(Saved data entries)
+++

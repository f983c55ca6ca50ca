//! Column metadata and type warnings.

use std::fmt;

use serde::{Deserialize, Serialize};

use super::value::Value;

/// The two kinds of system the engine moves data between.
#[derive(Debug, Clone, Copy, PartialEq, Eq, Hash, PartialOrd, Ord, Serialize, Deserialize)]
#[serde(rename_all = "lowercase")]
pub enum TargetSystem {
    /// A typed columnar database (ClickHouse).
    Database,
    /// An untyped delimited file.
    #[serde(rename = "flatfile")]
    FlatFile,
}

impl TargetSystem {
    /// The other system, the natural counterpart for a transfer.
    pub fn opposite(&self) -> Self {
        match self {
            TargetSystem::Database => TargetSystem::FlatFile,
            TargetSystem::FlatFile => TargetSystem::Database,
        }
    }
}

impl fmt::Display for TargetSystem {
    fn fmt(&self, f: &mut fmt::Formatter<'_>) -> fmt::Result {
        match self {
            TargetSystem::Database => f.write_str("database"),
            TargetSystem::FlatFile => f.write_str("flatfile"),
        }
    }
}

/// Column metadata as reported by a source.
#[derive(Debug, Clone, PartialEq, Serialize)]
pub struct ColumnDescriptor {
    /// Name, unique within the resolved schema. Qualified as `table.column`
    /// when two joined tables share a column name.
    pub name: String,
    /// Column name inside its table.
    pub column: String,
    /// Originating table, when the source has tables.
    #[serde(skip_serializing_if = "Option::is_none")]
    pub table: Option<String>,
    /// Type in the source system's own notation.
    pub source_type: String,
    pub nullable: bool,
    #[serde(skip_serializing_if = "Option::is_none")]
    pub sample_value: Option<Value>,
}

impl ColumnDescriptor {
    pub fn new(name: impl Into<String>, source_type: impl Into<String>, nullable: bool) -> Self {
        let name = name.into();
        Self {
            column: name.clone(),
            name,
            table: None,
            source_type: source_type.into(),
            nullable,
            sample_value: None,
        }
    }

    /// Attach the originating table.
    pub fn in_table(mut self, table: impl Into<String>) -> Self {
        self.table = Some(table.into());
        self
    }

    /// Rename to `table.column`.
    pub fn qualify(&mut self) {
        if let Some(table) = &self.table {
            self.name = format!("{}.{}", table, self.column);
        }
    }
}

/// Advisory note about a column that may not survive the transfer intact.
#[derive(Debug, Clone, PartialEq, Eq, Serialize, Deserialize)]
pub struct TypeWarning {
    pub column: String,
    /// Representation the target will use.
    pub expected_type: String,
    /// Type reported by the source.
    pub found_type: String,
    #[serde(skip_serializing_if = "Option::is_none")]
    pub suggestion: Option<String>,
}

impl TypeWarning {
    pub fn new(
        column: impl Into<String>,
        expected_type: impl Into<String>,
        found_type: impl Into<String>,
        suggestion: Option<&str>,
    ) -> Self {
        Self {
            column: column.into(),
            expected_type: expected_type.into(),
            found_type: found_type.into(),
            suggestion: suggestion.map(str::to_string),
        }
    }
}

impl fmt::Display for TypeWarning {
    fn fmt(&self, f: &mut fmt::Formatter<'_>) -> fmt::Result {
        write!(
            f,
            "{}: {} -> {}",
            self.column, self.found_type, self.expected_type
        )?;
        if let Some(suggestion) = &self.suggestion {
            write!(f, " ({})", suggestion)?;
        }
        Ok(())
    }
}

#[cfg(test)]
mod tests {
    use super::*;

    #[test]
    fn test_qualify_uses_table() {
        let mut col = ColumnDescriptor::new("id", "UInt32", false).in_table("orders");
        col.qualify();
        assert_eq!(col.name, "orders.id");
        assert_eq!(col.column, "id");
    }

    #[test]
    fn test_target_system_serde_names() {
        assert_eq!(
            serde_json::to_string(&TargetSystem::FlatFile).unwrap(),
            "\"flatfile\""
        );
        assert_eq!(TargetSystem::Database.opposite(), TargetSystem::FlatFile);
    }
}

+++

Could you please reproduce each record exactly, leaving nothing out?

### Reply
repository f983c55ca6ca50ca
//! Column metadata and type warnings.

use std::fmt;

use serde::{Deserialize, Serialize};

use super::value::Value;

/// The two kinds of system the engine moves data between.
#[derive(Debug, Clone, Copy, PartialEq, Eq, Hash, PartialOrd, Ord, Serialize, Deserialize)]
#[serde(rename_all = "lowercase")]
pub enum TargetSystem {
    /// A typed columnar database (ClickHouse).
    Database,
    /// An untyped delimited file.
    #[serde(rename = "flatfile")]
    FlatFile,
}

impl TargetSystem {
    /// The other system, the natural counterpart for a transfer.
    pub fn opposite(&self) -> Self {
        match self {
            TargetSystem::Database => TargetSystem::FlatFile,
            TargetSystem::FlatFile => TargetSystem::Database,
        }
    }
}

impl fmt::Display for TargetSystem {
    fn fmt(&self, f: &mut fmt::Formatter<'_>) -> fmt::Result {
        match self {
            TargetSystem::Database => f.write_str("database"),
            TargetSystem::FlatFile => f.write_str("flatfile"),
        }
    }
}

/// Column metadata as reported by a source.
#[derive(Debug, Clone, PartialEq, Serialize)]
pub struct ColumnDescriptor {
    /// Name, unique within the resolved schema. Qualified as `table.column`
    /// when two joined tables share a column name.
    pub name: String,
    /// Column name inside its table.
    pub column: String,
    /// Originating table, when the source has tables.
    #[serde(skip_serializing_if = "Option::is_none")]
    pub table: Option<String>,
    /// Type in the source system's own notation.
    pub source_type: String,
    pub nullable: bool,
    #[serde(skip_serializing_if = "Option::is_none")]
    pub sample_value: Option<Value>,
}

impl ColumnDescriptor {
    pub fn new(name: impl Into<String>, source_type: impl Into<String>, nullable: bool) -> Self {
        let name = name.into();
        Self {
            column: name.clone(),
            name,
            table: None,
            source_type: source_type.into(),
            nullable,
            sample_value: None,
        }
    }

    /// Attach the originating table.
    pub fn in_table(mut self, table: impl Into<String>) -> Self {
        self.table = Some(table.into());
        self
    }

    /// Rename to `table.column`.
    pub fn qualify(&mut self) {
        if let Some(table) = &self.table {
            self.name = format!("{}.{}", table, self.column);
        }
    }
}

/// Advisory note about a column that may not survive the transfer intact.
#[derive(Debug, Clone, PartialEq, Eq, Serialize, Deserialize)]
pub struct TypeWarning {
    pub column: String,
    /// Representation the target will use.
    pub expected_type: String,
    /// Type reported by the source.
    pub found_type: String,
    #[serde(skip_serializing_if = "Option::is_none")]
    pub suggestion: Option<String>,
}

impl TypeWarning {
    pub fn new(
        column: impl Into<String>,
        expected_type: impl Into<String>,
        found_type: impl Into<String>,
        suggestion: Option<&str>,
    ) -> Self {
        Self {
            column: column.into(),
            expected_type: expected_type.into(),
            found_type: found_type.into(),
            suggestion: suggestion.map(str::to_string),
        }
    }
}

impl fmt::Display for TypeWarning {
    fn fmt(&self, f: &mut fmt::Formatter<'_>) -> fmt::Result {
        write!(
            f,
            "{}: {} -> {}",
            self.column, self.found_type, self.expected_type
        )?;
        if let Some(suggestion) = &self.suggestion {
            write!(f, " ({})", suggestion)?;
        }
        Ok(())
    }
}

#[cfg(test)]
mod tests {
    use super::*;

    #[test]
    fn test_qualify_uses_table() {
        let mut col = ColumnDescriptor::new("id", "UInt32", false).in_table("orders");
        col.qualify();
        assert_eq!(col.name, "orders.id");
        assert_eq!(col.column, "id");
    }

    #[test]
    fn test_target_system_serde_names() {
        assert_eq!(
            serde_json::to_string(&TargetSystem::FlatFile).unwrap(),
            "\"flatfile\""
        );
        assert_eq!(TargetSystem::Database.opposite(), TargetSystem::FlatFile);
    }
}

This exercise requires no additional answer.